What was the publishing process like?

It took about three years from start to publish. This is self-published. We made that decision early on. We toyed with getting a publisher. We sent out only three proposals and decided that we have such little change of getting picked up by a publisher because we don’t have a book and we are not well-known celebrities. I had gone to a conference and learned a little bit about publishing.
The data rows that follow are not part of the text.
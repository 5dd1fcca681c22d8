use axum::{extract::Extension, http::StatusCode, response::Response, Json};
use tracing::error;

use super::{message, unauthorized};
use crate::domains::extracts::actions::{submit_extract, Requester};
use crate::domains::extracts::models::Geom;
use crate::server::app::AppState;
use crate::server::middleware::AuthUser;

/// Submit an area of interest for extraction
///
/// 200 with the confirmation message, or 500 with a message the user can read.
pub async fn submit_extract_handler(
    Extension(state): Extension<AppState>,
    user: Option<Extension<AuthUser>>,
    Json(geom): Json<Geom>,
) -> Response {
    let Some(Extension(user)) = user else {
        return unauthorized();
    };

    let requester = Requester {
        user_id: user.user_id,
        email: user.email,
    };

    match submit_extract(&geom, &requester, &state.deps).await {
        Ok(confirmation) => message(StatusCode::OK, confirmation),
        Err(e) => {
            error!(error = %e, user_id = %requester.user_id, "Extract submission failed");
            message(StatusCode::INTERNAL_SERVER_ERROR, e.user_message())
        }
    }
}
//! Kernel module - server infrastructure and dependencies.

pub mod deps;
pub mod errors;
pub mod scheduled_tasks;
pub mod test_dependencies;
pub mod traits;

pub use deps::{GeoprocessingAdapter, ServerDeps, SmtpNotifier};
pub use errors::{MailError, StoreError};
pub use scheduled_tasks::start_scheduler;
pub use test_dependencies::TestDependencies;
pub use traits::*;
// HTTP routes
pub mod extracts;
pub mod health;
pub mod history;

pub use extracts::*;
pub use health::*;
pub use history::*;

use axum::{
    http::StatusCode,
    response::{IntoResponse, Response},
    Json,
};
use serde::Serialize;

/// Plain message body shared by the extract and history routes
#[derive(Debug, Serialize)]
pub struct MessageResponse {
    pub message: String,
}

pub(crate) fn message(status: StatusCode, message: impl Into<String>) -> Response {
    (
        status,
        Json(MessageResponse {
            message: message.into(),
        }),
    )
        .into_response()
}

pub(crate) fn unauthorized() -> Response {
    message(StatusCode::UNAUTHORIZED, "Authentication required.")
}
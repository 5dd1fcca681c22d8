// Common test utilities

pub mod harness;

pub use harness::*;

use server_core::domains::extracts::models::Geom;

/// A small closed ring near Albuquerque
pub fn sample_geom(title: &str) -> Geom {
    Geom {
        rings: vec![vec![
            vec![-106.65, 35.08],
            vec![-106.60, 35.08],
            vec![-106.60, 35.12],
            vec![-106.65, 35.08],
        ]],
        title: title.to_string(),
        skip_history: false,
    }
}
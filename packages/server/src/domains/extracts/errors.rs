use geoprocessing::GpError;
use thiserror::Error;

use crate::kernel::StoreError;

/// Submission failures. Each maps to a plain-text message for the user.
#[derive(Error, Debug)]
pub enum ExtractError {
    #[error("Geoprocessing service rejected the job (status: {status:?})")]
    SubmissionRejected { status: Option<String> },

    #[error("Could not reach geoprocessing service: {0}")]
    Network(#[source] GpError),

    #[error("Could not record extract job: {0}")]
    Store(#[from] StoreError),
}

impl ExtractError {
    pub fn user_message(&self) -> &'static str {
        match self {
            ExtractError::SubmissionRejected { .. } => "Job failed to submit.",
            ExtractError::Network(_) => "Failed to post geom to service.",
            ExtractError::Store(_) => "Failed to record extract job.",
        }
    }
}
// NMWRAP Data Extracts - API Core
//
// This crate accepts area-of-interest extract requests, hands them to the
// geoprocessing service, and tracks each job until its owner has been e-mailed.
//
// Business logic lives in domains/*/actions; infrastructure sits behind the
// Base* traits in kernel/.

pub mod common;
pub mod config;
pub mod domains;
pub mod kernel;
pub mod server;

pub use config::*;
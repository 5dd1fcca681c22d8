use std::time::Duration;

use axum::{extract::Extension, http::StatusCode, Json};
use serde::Serialize;
use sqlx::PgPool;

use crate::server::app::AppState;

const DB_CHECK_TIMEOUT: Duration = Duration::from_secs(5);

#[derive(Serialize)]
pub struct HealthResponse {
    status: &'static str,
    database: DatabaseHealth,
    connection_pool: ConnectionPoolHealth,
}

#[derive(Serialize)]
pub struct DatabaseHealth {
    status: &'static str,
    #[serde(skip_serializing_if = "Option::is_none")]
    error: Option<String>,
}

#[derive(Serialize)]
pub struct ConnectionPoolHealth {
    size: u32,
    idle_connections: usize,
    max_connections: u32,
}

async fn check_database(pool: &PgPool) -> DatabaseHealth {
    let error = match tokio::time::timeout(DB_CHECK_TIMEOUT, sqlx::query("SELECT 1").execute(pool)).await {
        Ok(Ok(_)) => None,
        Ok(Err(e)) => Some(format!("Query failed: {}", e)),
        Err(_) => Some("Query timeout (>5s)".to_string()),
    };

    DatabaseHealth {
        status: if error.is_none() { "ok" } else { "error" },
        error,
    }
}

/// Health check endpoint
///
/// Returns 200 OK when the database answers within 5 seconds, 503 otherwise.
pub async fn health_handler(
    Extension(state): Extension<AppState>,
) -> (StatusCode, Json<HealthResponse>) {
    let database = check_database(&state.db_pool).await;
    let connection_pool = ConnectionPoolHealth {
        size: state.db_pool.size(),
        idle_connections: state.db_pool.num_idle(),
        max_connections: state.db_pool.options().get_max_connections(),
    };

    let (status_code, status) = if database.error.is_none() {
        (StatusCode::OK, "healthy")
    } else {
        (StatusCode::SERVICE_UNAVAILABLE, "unhealthy")
    };

    (
        status_code,
        Json(HealthResponse {
            status,
            database,
            connection_pool,
        }),
    )
}
use std::time::Duration;

use lettre::message::header::ContentType;
use lettre::message::Mailbox;
use lettre::{AsyncSmtpTransport, AsyncTransport, Message, Tokio1Executor};
use tracing::{debug, info};

use crate::kernel::MailError;

const DEFAULT_SMTP_PORT: u16 = 25;

/// SMTP client that hands mail to a smart-host relay.
/// Plain SMTP without authentication or TLS.
#[derive(Clone)]
pub struct SmtpClient {
    transport: AsyncSmtpTransport<Tokio1Executor>,
    from: Mailbox,
}

impl SmtpClient {
    /// `relay` is `host` or `host:port`
    pub fn new(relay: &str, from: &str) -> Result<Self, MailError> {
        let (host, port) = parse_relay(relay)?;
        let from = parse_mailbox(from)?;

        let transport = AsyncSmtpTransport::<Tokio1Executor>::builder_dangerous(host)
            .port(port)
            .timeout(Some(Duration::from_secs(10)))
            .build();

        Ok(Self { transport, from })
    }

    /// Send an HTML message to a single recipient
    pub async fn send_html(&self, to: &str, subject: &str, html: &str) -> Result<(), MailError> {
        let message = Message::builder()
            .from(self.from.clone())
            .to(parse_mailbox(to)?)
            .subject(subject)
            .header(ContentType::TEXT_HTML)
            .body(html.to_string())?;

        debug!("Sending mail '{}' to {}", subject, to);

        self.transport.send(message).await?;

        info!("Mail '{}' sent to {}", subject, to);
        Ok(())
    }
}

fn parse_mailbox(address: &str) -> Result<Mailbox, MailError> {
    address
        .trim()
        .parse::<Mailbox>()
        .map_err(|source| MailError::Address {
            address: address.to_string(),
            source,
        })
}

fn parse_relay(relay: &str) -> Result<(&str, u16), MailError> {
    let relay = relay.trim();
    match relay.rsplit_once(':') {
        Some((host, port)) if !host.is_empty() => {
            let port = port
                .parse::<u16>()
                .map_err(|_| MailError::Relay(relay.to_string()))?;
            Ok((host, port))
        }
        Some(_) => Err(MailError::Relay(relay.to_string())),
        None if !relay.is_empty() => Ok((relay, DEFAULT_SMTP_PORT)),
        None => Err(MailError::Relay(relay.to_string())),
    }
}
In every season we would test new ideas. We would come up with an idea that we had tried on our own at home and then said this is a recipe that is worthwhile and this is why and then we would test it together. So he might bring one or two recipes and I would bring one or two and we would finish them together at one of our houses. We decided we wanted the chapters to go by season. We wanted the ingredients to be basic what you can find in your local region plus some of the basic exotics like olive oil and seasonings. There is nothing too exotic because the idea is to use what’s local and in season. There are about 170 recipes in the book.

We decided we wanted color photographs. We started looking around for a photographer and we used our network and hooked up with a friend of a friend. He had not done a full cookbook before, but he had done some food photography. We planned out what we wanted the photos to say in terms of background and how we wanted them to feel for each photo. We would find all the props for the photo. We would show up at his studio and work a full day with him and at the end we would come out with about five photos. It took a lot of time, but we ate really well. We wanted the photos to look like real food, so we didn’t use a lot of shoe polish or things like that to enhance the photos.

Then we found a designer. Our first meeting she said to bring cookbooks that we loved and ones we hated and we told her why. We gave her a sense of how we wanted the book to feel and then we sent her a bunch of recipes and photos and she did some sample pages.

Then we took on the printing process. We bid out to a few printers. We chose a local one. It was really important to us that we do everything in Vermont or very close. We printed a little more than 2,000. Now we are marketing it.

At this point, we have a Web site and we are still in our local region. We are doing events, like book signings and we go to the stores and do samples. We went to a fair amount of farmers’ markets in the fall. We’ve been on the radio a few times. It’s selling really well.

What was the hardest part of the publishing process?

The hardest part of the whole process was the editing. It was brutal mostly because we couldn’t hire an editor and it was hard to bring two voices together. You have to say how to sauté something similar because you might be sautéing in 25 different recipes.

The tasting was the best part. On some nights we would save up and do four or five recipes each and we would have our spouses there to taste test with us. The photography, while it was a lot of work, was quite fun. I definitely learned a lot.

Not having done any of this before, there were so many surprises. The time to do every step took longer than we thought. At one point we thought we would have the book on the market last summer and it took a whole other year.

What are some of your favorite recipes?

Right now, I really think that the Pumpkin Bread Pudding with Crunchy Pumpkin Seed Brittle is really delicious. For the spring, my favorite recipe is the Hot and Sour Spinach and Dandelion Green Soup. In the summer I really like the Butterfly Pork Tenderloin with Maple Blackberry Barbecue Sauce.

Another recipe I love is the Savory Cheddar Apple Turnovers.